§ **TASK STATEMENT**:
When you reach the line containing "pub fn promote_into_preparation(&mut" in the entries below, start writing out each line exactly, and stop after the line containing "phase-synchronized element tokens".

§ **RAW DATA**:

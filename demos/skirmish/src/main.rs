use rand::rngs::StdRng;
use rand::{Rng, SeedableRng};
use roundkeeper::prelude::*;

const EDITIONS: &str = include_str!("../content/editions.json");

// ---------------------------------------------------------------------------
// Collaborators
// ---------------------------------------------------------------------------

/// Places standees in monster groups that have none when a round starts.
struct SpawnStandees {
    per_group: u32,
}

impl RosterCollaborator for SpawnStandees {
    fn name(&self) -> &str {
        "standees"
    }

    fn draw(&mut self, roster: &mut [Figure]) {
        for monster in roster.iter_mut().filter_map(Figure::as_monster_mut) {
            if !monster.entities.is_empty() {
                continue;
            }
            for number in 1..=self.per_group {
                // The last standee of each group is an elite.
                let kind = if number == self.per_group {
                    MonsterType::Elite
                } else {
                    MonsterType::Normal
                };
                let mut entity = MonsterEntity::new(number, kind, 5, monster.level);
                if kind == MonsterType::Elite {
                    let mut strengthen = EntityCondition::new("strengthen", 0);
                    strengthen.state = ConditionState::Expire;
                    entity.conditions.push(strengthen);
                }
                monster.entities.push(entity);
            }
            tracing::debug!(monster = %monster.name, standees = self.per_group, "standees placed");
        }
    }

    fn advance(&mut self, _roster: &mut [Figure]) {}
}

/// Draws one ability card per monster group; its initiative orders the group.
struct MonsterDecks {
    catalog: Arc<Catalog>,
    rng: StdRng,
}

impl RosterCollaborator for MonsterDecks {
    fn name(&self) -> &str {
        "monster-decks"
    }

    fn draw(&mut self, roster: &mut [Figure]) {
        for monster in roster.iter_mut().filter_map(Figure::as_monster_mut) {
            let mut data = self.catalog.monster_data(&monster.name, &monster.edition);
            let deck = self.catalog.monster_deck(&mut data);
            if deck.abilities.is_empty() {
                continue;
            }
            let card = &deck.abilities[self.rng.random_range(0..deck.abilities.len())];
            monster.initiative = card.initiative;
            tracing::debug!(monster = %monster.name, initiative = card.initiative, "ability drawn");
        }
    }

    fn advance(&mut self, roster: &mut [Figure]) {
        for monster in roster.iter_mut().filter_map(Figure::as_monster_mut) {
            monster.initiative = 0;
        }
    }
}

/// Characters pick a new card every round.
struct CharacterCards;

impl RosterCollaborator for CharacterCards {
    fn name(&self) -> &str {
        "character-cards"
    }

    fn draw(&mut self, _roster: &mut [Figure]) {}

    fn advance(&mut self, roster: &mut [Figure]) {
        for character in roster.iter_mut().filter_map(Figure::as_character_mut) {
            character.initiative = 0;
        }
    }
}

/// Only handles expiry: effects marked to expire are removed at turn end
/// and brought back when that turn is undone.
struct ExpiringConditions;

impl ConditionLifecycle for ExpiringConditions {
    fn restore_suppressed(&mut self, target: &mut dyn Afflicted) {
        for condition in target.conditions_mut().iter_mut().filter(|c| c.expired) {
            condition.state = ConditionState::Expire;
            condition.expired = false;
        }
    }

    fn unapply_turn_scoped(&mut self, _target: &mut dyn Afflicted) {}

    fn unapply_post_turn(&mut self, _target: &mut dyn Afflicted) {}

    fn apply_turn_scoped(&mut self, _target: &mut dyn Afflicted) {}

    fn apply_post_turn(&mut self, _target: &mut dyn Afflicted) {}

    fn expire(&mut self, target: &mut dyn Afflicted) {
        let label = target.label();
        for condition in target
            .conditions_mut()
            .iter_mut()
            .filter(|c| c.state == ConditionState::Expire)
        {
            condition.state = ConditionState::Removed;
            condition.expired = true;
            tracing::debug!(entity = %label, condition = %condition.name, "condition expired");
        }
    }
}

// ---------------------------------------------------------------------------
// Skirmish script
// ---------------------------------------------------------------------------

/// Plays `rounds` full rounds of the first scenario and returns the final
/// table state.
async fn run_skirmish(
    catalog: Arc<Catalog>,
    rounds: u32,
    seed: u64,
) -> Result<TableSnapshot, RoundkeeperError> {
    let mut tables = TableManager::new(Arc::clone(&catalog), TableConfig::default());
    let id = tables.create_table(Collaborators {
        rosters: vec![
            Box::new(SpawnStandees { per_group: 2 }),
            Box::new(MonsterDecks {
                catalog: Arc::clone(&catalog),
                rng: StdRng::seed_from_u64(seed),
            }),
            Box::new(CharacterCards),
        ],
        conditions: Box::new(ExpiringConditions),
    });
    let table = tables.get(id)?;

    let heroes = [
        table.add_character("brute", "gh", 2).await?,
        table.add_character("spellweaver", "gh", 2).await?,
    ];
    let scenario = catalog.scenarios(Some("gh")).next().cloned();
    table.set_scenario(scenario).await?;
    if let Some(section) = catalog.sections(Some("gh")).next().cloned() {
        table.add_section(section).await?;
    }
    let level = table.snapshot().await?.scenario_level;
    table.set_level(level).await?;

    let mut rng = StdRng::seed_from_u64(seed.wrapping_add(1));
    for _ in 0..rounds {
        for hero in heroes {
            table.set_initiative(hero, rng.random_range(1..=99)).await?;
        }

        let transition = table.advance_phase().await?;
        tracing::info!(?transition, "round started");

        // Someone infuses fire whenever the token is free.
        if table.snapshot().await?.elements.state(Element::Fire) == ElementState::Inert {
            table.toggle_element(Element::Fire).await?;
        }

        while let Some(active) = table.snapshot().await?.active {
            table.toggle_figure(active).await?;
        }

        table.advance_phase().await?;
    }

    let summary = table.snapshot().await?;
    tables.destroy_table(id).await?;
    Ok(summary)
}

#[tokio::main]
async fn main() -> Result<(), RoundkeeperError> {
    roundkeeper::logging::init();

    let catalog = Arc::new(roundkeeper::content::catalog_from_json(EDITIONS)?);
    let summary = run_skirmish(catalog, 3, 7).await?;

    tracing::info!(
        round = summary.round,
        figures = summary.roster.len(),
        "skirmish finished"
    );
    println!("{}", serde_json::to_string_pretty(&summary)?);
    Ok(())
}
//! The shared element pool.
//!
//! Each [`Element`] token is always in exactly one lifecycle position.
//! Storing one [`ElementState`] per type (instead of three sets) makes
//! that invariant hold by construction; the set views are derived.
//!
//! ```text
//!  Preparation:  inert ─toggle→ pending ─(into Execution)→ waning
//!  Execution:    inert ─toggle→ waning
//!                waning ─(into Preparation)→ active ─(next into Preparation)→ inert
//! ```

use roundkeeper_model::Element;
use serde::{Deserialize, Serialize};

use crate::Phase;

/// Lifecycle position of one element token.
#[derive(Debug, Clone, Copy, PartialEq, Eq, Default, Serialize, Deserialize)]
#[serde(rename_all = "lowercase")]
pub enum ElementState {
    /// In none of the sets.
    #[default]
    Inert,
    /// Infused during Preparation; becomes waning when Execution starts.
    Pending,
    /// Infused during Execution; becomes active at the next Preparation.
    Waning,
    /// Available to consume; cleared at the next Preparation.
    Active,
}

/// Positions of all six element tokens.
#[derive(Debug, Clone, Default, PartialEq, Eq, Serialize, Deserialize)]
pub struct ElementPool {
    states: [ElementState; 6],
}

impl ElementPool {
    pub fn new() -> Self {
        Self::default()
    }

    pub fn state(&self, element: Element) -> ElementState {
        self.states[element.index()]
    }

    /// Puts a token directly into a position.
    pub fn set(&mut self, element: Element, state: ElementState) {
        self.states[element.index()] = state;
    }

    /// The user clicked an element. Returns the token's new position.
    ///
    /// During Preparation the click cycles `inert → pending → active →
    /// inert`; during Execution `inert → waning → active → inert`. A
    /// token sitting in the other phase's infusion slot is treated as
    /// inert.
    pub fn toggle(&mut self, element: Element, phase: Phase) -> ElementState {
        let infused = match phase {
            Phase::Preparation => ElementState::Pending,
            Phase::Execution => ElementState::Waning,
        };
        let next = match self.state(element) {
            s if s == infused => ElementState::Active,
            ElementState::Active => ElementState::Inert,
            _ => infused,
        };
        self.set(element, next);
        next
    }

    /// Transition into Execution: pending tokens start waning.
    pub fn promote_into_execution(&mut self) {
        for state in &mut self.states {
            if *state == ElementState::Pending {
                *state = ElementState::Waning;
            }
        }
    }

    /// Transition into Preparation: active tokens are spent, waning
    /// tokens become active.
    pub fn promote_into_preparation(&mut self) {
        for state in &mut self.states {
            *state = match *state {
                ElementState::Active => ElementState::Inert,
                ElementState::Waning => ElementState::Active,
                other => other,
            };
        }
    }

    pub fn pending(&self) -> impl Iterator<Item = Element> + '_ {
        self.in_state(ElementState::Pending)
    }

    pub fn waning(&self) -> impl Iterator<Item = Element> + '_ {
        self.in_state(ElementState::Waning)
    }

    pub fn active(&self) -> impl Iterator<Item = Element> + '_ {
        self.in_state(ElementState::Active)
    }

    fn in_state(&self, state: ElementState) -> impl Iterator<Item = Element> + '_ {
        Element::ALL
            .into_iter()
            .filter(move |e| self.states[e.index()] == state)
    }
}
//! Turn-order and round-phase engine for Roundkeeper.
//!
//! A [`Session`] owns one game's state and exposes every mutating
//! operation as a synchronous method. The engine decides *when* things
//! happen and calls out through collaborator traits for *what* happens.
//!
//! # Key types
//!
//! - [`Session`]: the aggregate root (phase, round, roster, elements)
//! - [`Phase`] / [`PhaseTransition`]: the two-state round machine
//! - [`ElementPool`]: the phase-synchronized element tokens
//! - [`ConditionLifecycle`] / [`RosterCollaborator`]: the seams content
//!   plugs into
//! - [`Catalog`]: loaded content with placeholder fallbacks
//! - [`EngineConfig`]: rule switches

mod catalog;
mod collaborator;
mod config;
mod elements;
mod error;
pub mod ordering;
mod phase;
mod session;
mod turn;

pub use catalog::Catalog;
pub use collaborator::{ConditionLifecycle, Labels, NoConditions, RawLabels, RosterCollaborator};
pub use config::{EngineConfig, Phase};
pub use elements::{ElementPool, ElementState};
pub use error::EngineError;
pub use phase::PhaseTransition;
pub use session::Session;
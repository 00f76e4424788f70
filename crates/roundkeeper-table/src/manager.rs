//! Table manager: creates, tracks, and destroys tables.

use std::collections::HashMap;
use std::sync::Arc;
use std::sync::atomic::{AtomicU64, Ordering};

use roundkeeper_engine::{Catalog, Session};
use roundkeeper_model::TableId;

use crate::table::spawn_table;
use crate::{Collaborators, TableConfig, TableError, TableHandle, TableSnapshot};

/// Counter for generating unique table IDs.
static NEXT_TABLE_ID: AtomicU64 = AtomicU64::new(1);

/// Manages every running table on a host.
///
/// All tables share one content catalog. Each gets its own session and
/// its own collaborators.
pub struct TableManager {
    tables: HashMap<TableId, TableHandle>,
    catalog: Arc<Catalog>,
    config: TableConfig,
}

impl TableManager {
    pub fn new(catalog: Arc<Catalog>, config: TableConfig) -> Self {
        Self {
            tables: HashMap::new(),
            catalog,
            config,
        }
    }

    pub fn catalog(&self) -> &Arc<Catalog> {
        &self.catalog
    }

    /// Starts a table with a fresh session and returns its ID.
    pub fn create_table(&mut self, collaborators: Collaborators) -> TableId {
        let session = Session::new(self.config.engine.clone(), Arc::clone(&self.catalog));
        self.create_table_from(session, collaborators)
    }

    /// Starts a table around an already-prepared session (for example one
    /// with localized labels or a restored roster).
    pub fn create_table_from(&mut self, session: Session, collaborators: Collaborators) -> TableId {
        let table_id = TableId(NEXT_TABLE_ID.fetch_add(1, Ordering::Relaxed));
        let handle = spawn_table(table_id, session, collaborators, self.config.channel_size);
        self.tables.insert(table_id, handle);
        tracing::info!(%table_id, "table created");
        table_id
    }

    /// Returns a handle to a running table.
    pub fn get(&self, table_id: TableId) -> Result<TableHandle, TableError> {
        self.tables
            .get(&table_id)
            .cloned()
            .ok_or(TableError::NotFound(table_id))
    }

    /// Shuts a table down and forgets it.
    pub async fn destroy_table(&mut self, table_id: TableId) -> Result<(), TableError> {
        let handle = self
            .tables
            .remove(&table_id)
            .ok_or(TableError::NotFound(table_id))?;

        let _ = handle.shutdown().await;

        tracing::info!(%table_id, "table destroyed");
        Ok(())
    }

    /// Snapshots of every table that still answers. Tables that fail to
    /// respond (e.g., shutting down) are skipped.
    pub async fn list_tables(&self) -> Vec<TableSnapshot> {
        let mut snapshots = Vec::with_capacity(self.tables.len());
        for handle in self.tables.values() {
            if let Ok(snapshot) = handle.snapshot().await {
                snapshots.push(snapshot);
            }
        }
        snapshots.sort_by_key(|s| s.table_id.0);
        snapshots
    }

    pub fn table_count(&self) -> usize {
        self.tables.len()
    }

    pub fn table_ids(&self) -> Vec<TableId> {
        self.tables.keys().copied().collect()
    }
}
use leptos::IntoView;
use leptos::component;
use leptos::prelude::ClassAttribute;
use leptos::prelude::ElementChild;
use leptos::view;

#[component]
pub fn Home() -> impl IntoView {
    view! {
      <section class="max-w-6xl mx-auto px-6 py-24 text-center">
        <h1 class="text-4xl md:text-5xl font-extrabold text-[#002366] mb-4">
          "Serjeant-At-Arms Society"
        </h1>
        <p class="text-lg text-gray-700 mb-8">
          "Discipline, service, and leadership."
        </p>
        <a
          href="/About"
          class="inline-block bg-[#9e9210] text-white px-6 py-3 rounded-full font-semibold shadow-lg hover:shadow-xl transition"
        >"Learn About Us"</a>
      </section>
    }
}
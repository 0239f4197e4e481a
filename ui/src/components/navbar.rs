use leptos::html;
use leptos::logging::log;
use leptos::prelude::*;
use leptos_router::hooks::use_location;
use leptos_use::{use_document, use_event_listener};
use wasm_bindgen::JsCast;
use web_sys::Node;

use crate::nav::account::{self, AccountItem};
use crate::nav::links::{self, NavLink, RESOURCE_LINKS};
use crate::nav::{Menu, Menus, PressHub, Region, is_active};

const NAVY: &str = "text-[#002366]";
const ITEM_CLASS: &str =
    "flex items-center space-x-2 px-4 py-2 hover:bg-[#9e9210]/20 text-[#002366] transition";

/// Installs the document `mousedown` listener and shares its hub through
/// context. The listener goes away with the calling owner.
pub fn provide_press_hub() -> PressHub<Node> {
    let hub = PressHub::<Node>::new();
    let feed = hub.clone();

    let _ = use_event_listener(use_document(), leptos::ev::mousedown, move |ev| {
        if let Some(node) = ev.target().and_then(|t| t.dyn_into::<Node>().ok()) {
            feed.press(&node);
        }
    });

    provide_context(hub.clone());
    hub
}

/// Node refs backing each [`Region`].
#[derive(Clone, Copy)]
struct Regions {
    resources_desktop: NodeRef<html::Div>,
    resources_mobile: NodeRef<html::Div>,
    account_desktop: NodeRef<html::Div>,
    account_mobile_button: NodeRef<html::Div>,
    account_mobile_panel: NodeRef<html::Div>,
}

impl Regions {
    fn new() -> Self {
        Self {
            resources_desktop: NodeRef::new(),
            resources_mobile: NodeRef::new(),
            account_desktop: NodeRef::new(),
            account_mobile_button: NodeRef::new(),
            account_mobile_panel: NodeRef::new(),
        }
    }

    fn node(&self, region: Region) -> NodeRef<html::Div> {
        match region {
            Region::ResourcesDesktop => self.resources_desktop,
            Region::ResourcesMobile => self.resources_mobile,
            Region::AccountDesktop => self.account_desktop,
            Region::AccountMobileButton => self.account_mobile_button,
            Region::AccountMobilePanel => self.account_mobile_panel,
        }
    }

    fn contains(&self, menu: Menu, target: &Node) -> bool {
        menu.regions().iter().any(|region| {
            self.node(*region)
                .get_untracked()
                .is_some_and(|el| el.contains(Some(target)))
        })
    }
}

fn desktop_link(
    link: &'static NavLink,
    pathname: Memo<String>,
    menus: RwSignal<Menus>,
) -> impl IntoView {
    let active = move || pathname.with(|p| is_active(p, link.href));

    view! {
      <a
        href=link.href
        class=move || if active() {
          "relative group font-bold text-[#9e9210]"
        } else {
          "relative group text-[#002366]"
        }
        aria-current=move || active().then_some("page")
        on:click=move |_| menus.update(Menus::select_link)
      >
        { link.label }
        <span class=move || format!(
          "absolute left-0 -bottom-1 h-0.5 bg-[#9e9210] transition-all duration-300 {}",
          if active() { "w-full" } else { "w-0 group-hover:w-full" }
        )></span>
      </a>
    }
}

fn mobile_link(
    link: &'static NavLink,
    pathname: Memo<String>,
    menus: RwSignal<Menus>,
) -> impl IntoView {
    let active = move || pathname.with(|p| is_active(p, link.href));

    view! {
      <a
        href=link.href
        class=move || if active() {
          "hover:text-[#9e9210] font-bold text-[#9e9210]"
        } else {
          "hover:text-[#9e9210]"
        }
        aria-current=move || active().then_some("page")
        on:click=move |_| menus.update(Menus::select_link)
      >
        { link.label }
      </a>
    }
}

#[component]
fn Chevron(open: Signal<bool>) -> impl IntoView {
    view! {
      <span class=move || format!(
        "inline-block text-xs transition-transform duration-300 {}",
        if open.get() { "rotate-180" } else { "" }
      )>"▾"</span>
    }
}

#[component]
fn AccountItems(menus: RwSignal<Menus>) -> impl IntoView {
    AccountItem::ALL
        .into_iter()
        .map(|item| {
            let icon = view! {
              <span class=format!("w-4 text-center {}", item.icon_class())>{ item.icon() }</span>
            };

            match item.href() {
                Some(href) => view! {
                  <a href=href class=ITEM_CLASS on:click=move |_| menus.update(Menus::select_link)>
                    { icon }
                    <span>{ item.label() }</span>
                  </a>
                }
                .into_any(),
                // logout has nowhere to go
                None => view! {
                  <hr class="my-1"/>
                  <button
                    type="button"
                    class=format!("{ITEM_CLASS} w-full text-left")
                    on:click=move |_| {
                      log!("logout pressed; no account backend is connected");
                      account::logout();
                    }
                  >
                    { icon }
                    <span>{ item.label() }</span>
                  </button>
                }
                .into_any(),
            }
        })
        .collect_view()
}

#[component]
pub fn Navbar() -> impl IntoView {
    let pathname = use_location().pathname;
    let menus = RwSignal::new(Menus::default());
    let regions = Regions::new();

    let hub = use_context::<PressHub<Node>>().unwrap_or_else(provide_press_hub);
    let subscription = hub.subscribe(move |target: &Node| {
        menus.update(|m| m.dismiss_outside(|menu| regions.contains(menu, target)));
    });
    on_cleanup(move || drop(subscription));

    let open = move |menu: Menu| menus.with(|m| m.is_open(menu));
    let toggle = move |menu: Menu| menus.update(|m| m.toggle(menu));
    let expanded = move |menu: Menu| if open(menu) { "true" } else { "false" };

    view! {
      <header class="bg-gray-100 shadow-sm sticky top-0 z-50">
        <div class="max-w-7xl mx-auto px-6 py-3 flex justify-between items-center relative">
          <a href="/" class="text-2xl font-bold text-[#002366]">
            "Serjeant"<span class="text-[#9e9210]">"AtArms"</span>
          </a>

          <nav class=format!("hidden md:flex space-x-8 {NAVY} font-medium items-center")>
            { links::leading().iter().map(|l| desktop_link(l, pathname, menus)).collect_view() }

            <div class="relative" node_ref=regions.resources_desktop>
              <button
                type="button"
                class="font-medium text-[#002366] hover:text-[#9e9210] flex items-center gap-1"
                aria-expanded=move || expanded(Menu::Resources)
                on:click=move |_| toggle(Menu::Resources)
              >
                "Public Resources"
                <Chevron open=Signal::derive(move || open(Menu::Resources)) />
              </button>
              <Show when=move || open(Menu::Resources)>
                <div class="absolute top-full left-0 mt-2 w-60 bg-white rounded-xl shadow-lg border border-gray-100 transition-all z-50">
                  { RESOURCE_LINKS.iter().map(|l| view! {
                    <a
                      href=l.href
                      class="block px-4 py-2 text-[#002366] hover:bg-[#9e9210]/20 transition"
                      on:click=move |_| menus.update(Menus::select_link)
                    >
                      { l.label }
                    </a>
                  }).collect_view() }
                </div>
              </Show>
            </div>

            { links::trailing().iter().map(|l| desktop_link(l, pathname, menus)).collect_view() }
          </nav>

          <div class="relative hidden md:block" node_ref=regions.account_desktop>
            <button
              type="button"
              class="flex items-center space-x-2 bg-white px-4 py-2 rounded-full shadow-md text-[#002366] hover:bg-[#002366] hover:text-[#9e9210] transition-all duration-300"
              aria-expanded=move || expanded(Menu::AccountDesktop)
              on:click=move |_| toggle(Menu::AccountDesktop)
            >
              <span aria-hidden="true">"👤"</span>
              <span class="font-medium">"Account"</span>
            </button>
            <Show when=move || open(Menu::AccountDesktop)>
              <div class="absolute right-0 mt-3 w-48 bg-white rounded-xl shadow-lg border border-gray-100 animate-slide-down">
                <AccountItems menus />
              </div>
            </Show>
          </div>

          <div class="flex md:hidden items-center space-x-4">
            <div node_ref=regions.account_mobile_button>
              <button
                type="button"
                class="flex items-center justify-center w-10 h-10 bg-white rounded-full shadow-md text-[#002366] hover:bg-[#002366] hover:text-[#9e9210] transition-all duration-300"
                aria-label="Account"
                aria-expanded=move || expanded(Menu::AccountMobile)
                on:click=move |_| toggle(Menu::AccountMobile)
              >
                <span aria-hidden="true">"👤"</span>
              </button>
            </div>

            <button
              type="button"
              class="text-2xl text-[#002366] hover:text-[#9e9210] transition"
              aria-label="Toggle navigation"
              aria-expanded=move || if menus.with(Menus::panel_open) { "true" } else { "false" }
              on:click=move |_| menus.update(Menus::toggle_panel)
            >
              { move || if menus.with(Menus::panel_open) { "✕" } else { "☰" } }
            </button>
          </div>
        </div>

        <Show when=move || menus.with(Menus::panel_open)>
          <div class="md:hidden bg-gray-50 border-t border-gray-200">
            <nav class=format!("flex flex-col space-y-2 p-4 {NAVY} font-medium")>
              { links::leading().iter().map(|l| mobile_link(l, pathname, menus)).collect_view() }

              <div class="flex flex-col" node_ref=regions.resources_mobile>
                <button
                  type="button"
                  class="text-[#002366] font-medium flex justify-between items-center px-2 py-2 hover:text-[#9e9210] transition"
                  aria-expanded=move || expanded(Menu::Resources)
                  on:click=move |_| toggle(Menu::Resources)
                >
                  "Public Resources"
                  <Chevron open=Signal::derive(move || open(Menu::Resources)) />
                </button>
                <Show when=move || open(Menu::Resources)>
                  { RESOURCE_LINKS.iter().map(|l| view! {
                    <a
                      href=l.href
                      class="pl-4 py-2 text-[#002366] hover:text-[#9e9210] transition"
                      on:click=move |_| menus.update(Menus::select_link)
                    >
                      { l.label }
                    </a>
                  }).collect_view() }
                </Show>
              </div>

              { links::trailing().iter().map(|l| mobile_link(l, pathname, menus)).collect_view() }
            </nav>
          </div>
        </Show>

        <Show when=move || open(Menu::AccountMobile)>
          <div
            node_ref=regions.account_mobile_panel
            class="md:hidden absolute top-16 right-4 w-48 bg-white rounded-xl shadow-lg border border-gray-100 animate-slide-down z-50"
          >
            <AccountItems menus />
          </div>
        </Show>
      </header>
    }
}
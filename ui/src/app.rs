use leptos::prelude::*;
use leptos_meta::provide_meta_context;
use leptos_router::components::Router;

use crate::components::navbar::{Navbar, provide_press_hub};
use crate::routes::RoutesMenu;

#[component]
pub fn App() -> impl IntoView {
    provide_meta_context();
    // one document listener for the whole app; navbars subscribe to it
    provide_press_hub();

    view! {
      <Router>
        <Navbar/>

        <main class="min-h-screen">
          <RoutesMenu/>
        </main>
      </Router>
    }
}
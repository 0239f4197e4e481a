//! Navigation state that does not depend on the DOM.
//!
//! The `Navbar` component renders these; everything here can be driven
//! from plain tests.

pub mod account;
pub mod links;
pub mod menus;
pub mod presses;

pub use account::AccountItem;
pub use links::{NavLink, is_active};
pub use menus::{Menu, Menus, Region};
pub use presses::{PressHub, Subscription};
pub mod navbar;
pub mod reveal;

§ **SOLVED PROBLEM**:
    pub fn promote_into_preparation(&mut self) {
        for state in &mut self.states {
            *state = match *state {
                ElementState::Active => ElementState::Inert,
                ElementState::Waning => ElementState::Active,
                other => other,
            };
        }
    }

    pub fn pending(&self) -> impl Iterator<Item = Element> + '_ {
        self.in_state(ElementState::Pending)
    }

    pub fn waning(&self) -> impl Iterator<Item = Element> + '_ {
        self.in_state(ElementState::Waning)
    }

    pub fn active(&self) -> impl Iterator<Item = Element> + '_ {
        self.in_state(ElementState::Active)
    }

    fn in_state(&self, state: ElementState) -> impl Iterator<Item = Element> + '_ {
        Element::ALL
            .into_iter()
            .filter(move |e| self.states[e.index()] == state)
    }
}
//! Turn-order and round-phase engine for Roundkeeper.
//!
//! A [`Session`] owns one game's state and exposes every mutating
//! operation as a synchronous method. The engine decides *when* things
//! happen and calls out through collaborator traits for *what* happens.
//!
//! # Key types
//!
//! - [`Session`]: the aggregate root (phase, round, roster, elements)
//! - [`Phase`] / [`PhaseTransition`]: the two-state round machine
//! - [`ElementPool`]: the phase-synchronized element tokens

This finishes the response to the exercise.